▶ The task: If a line of the records holds the word "usize", copy it out.

Data entries:
>>>>
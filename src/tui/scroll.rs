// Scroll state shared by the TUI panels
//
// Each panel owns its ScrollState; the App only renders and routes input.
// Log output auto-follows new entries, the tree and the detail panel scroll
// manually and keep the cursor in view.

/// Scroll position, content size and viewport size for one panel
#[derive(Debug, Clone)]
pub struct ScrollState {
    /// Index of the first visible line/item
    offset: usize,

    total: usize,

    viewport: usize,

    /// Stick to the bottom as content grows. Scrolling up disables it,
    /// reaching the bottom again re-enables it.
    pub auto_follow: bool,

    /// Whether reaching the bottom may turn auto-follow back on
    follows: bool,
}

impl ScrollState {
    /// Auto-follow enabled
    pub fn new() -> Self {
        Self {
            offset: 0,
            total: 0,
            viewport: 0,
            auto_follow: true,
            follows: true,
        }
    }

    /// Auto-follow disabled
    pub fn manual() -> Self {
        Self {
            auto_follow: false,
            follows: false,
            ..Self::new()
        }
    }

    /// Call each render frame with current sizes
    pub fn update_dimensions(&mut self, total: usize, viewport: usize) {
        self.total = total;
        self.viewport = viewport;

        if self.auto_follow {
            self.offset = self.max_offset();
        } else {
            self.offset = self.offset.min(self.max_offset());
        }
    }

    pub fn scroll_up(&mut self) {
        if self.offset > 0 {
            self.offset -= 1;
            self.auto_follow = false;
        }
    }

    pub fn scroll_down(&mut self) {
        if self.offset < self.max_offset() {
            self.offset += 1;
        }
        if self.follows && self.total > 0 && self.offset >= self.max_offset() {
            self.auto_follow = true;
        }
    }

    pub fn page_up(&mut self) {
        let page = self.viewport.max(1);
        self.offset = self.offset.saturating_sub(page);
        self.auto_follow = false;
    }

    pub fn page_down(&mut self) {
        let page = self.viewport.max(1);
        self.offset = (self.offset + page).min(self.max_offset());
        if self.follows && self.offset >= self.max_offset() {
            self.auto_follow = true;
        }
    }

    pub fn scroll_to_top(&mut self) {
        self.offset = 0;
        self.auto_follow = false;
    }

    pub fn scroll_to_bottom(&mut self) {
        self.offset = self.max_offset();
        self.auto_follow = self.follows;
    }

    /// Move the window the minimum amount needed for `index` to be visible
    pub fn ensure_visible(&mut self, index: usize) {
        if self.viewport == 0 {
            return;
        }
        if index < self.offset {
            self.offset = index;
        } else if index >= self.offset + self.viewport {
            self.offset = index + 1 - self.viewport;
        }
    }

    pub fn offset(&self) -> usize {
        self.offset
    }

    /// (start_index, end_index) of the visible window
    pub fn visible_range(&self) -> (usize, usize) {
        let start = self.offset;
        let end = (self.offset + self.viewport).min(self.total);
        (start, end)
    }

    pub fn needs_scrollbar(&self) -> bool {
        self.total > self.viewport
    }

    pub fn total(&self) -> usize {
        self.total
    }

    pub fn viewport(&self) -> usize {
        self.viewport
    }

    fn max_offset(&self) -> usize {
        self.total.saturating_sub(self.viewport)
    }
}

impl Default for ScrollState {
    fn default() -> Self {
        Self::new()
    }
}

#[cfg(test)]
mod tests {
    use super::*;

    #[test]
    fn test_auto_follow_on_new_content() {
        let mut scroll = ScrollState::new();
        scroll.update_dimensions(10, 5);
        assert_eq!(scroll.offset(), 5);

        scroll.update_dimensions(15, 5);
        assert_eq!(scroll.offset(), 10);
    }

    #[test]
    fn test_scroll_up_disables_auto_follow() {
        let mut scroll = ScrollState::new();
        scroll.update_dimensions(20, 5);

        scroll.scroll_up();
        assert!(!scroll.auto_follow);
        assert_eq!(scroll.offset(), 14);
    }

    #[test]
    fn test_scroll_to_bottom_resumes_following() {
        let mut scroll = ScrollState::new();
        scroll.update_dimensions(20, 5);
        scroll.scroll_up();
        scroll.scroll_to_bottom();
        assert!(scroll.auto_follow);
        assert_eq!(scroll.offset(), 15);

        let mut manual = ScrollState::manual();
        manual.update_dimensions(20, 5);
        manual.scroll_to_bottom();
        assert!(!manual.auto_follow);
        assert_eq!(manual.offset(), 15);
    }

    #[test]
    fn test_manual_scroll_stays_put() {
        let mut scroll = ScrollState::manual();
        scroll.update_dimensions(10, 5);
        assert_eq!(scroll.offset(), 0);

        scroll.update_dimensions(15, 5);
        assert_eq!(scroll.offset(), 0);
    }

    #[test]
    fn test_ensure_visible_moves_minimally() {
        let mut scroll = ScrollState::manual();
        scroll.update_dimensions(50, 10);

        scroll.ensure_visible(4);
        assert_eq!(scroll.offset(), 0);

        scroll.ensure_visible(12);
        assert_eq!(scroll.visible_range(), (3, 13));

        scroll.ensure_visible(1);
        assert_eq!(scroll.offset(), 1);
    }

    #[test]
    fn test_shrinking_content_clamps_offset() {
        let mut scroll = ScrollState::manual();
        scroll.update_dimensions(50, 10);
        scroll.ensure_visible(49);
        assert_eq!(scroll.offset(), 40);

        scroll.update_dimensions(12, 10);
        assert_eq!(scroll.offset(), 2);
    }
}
<<<<
▶ Task result:
    offset: usize,
    total: usize,
    viewport: usize,
    pub fn update_dimensions(&mut self, total: usize, viewport: usize) {
    pub fn ensure_visible(&mut self, index: usize) {
    pub fn offset(&self) -> usize {
    pub fn visible_range(&self) -> (usize, usize) {
    pub fn total(&self) -> usize {
    pub fn viewport(&self) -> usize {
    fn max_offset(&self) -> usize {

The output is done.